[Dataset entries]
★ ★ ★ ★
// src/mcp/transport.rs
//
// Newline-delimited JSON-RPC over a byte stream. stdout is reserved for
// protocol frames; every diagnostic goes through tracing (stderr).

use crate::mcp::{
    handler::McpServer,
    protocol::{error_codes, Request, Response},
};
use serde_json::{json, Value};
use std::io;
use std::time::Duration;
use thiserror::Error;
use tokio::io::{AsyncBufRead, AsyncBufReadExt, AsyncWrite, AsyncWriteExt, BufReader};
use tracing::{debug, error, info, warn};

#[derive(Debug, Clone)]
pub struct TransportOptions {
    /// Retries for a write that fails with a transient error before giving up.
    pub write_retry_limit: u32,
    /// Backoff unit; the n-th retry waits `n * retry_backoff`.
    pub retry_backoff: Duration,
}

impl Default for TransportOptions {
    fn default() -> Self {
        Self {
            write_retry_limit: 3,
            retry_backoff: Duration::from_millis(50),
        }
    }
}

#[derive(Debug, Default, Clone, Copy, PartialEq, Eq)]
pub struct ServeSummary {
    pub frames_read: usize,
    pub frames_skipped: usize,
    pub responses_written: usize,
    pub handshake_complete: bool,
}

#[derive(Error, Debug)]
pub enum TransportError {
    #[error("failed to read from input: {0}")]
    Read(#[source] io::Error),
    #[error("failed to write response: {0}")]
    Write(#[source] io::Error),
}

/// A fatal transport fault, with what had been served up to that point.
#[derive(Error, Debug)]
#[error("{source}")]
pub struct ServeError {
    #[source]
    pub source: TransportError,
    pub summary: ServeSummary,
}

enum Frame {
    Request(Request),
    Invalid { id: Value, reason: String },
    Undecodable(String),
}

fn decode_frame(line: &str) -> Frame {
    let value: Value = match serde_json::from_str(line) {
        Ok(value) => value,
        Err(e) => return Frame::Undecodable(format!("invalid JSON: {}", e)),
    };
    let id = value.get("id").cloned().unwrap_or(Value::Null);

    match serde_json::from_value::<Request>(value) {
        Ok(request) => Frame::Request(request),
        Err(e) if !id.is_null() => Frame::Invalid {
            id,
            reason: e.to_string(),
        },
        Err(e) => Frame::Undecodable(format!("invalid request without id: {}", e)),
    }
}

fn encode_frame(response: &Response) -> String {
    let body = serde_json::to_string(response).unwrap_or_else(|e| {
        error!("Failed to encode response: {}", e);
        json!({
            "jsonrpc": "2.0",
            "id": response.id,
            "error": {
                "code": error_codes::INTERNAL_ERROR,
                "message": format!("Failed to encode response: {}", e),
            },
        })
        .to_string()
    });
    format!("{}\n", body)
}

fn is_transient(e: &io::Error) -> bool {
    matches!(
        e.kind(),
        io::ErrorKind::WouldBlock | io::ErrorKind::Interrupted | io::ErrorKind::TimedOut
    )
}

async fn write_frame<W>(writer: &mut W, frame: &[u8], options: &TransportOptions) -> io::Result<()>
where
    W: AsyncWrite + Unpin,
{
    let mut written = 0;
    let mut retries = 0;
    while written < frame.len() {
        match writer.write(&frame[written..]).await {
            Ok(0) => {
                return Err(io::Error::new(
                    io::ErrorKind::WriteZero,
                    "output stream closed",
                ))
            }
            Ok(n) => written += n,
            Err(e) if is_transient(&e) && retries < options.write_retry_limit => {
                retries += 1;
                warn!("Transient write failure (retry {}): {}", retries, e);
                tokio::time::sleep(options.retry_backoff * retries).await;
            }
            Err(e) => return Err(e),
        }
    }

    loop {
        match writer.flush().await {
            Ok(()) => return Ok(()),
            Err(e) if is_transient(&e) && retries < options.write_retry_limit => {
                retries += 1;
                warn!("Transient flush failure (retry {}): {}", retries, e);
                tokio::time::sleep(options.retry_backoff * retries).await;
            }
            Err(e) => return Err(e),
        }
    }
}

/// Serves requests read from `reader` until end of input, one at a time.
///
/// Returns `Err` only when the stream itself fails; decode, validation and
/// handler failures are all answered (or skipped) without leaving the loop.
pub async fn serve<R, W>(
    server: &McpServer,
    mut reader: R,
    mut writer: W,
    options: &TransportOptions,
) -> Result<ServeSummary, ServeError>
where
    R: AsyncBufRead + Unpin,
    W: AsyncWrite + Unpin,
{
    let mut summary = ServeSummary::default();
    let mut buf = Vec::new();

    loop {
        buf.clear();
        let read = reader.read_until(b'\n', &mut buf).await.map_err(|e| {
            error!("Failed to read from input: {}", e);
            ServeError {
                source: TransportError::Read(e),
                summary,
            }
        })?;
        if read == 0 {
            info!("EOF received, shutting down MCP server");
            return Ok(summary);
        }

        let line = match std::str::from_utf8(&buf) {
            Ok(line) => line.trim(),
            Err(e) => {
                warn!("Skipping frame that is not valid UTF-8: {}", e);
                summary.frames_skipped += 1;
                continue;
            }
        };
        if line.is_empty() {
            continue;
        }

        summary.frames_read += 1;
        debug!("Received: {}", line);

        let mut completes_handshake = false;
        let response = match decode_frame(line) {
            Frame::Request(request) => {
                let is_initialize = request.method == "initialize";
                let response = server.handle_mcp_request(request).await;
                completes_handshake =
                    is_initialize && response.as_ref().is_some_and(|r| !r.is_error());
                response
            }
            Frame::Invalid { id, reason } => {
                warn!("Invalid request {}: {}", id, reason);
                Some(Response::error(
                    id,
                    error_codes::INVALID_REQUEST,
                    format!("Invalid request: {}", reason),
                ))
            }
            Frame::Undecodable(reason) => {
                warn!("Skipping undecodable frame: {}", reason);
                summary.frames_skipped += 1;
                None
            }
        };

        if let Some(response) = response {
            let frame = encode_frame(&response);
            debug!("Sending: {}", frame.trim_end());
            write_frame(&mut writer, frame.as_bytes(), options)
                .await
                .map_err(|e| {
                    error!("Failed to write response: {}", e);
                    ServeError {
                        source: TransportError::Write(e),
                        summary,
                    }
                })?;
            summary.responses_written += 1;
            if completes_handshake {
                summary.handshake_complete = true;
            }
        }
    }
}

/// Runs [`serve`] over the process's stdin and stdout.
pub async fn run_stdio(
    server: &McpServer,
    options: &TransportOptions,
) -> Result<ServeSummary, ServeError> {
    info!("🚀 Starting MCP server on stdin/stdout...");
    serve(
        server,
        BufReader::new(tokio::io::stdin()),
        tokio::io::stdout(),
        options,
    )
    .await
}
★ ★ ★ ★
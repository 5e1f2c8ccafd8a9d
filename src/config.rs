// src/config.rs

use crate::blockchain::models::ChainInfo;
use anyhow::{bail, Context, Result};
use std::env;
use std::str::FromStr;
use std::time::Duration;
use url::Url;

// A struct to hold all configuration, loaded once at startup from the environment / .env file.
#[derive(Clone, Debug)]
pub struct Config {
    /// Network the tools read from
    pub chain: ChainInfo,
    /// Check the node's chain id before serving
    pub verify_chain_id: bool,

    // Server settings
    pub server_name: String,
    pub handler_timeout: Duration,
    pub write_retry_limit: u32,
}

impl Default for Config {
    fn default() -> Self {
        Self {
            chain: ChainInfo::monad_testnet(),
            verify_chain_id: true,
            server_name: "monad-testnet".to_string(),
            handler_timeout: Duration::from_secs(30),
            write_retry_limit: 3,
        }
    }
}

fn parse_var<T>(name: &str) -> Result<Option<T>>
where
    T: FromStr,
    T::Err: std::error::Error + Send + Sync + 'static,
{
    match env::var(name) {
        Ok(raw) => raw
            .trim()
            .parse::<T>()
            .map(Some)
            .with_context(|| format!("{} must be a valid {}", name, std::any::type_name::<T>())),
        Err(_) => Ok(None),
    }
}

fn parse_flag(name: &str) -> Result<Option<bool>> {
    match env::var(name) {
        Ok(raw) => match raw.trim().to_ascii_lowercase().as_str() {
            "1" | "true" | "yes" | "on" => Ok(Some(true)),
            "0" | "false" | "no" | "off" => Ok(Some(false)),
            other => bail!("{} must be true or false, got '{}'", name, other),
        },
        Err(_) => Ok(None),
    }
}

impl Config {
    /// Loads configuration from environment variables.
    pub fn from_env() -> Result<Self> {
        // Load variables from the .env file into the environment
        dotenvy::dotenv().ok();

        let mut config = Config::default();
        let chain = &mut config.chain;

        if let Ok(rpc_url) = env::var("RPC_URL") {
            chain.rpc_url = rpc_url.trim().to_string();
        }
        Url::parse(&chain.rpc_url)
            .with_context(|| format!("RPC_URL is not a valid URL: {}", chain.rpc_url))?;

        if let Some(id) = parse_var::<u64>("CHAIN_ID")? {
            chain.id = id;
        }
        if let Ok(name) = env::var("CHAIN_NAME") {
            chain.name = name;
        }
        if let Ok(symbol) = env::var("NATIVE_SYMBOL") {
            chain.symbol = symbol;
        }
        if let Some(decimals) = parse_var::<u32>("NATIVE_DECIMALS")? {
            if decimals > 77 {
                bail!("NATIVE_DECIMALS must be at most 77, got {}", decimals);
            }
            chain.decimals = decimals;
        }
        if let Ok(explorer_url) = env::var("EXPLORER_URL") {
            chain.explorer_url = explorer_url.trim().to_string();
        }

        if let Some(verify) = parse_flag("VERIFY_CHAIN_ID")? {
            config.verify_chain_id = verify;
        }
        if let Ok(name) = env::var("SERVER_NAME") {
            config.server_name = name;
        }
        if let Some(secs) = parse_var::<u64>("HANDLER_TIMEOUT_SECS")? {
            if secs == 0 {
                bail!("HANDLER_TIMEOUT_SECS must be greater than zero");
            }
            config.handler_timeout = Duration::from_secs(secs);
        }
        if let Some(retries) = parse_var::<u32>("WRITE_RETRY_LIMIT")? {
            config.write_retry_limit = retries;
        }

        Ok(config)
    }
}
★ ★ ★ ★
ACTIVITY: Throughout the data above, report every line that contains the string "stdin".

FINISHED TASK:
/// Runs [`serve`] over the process's stdin and stdout.
    info!("🚀 Starting MCP server on stdin/stdout...");
        BufReader::new(tokio::io::stdin()),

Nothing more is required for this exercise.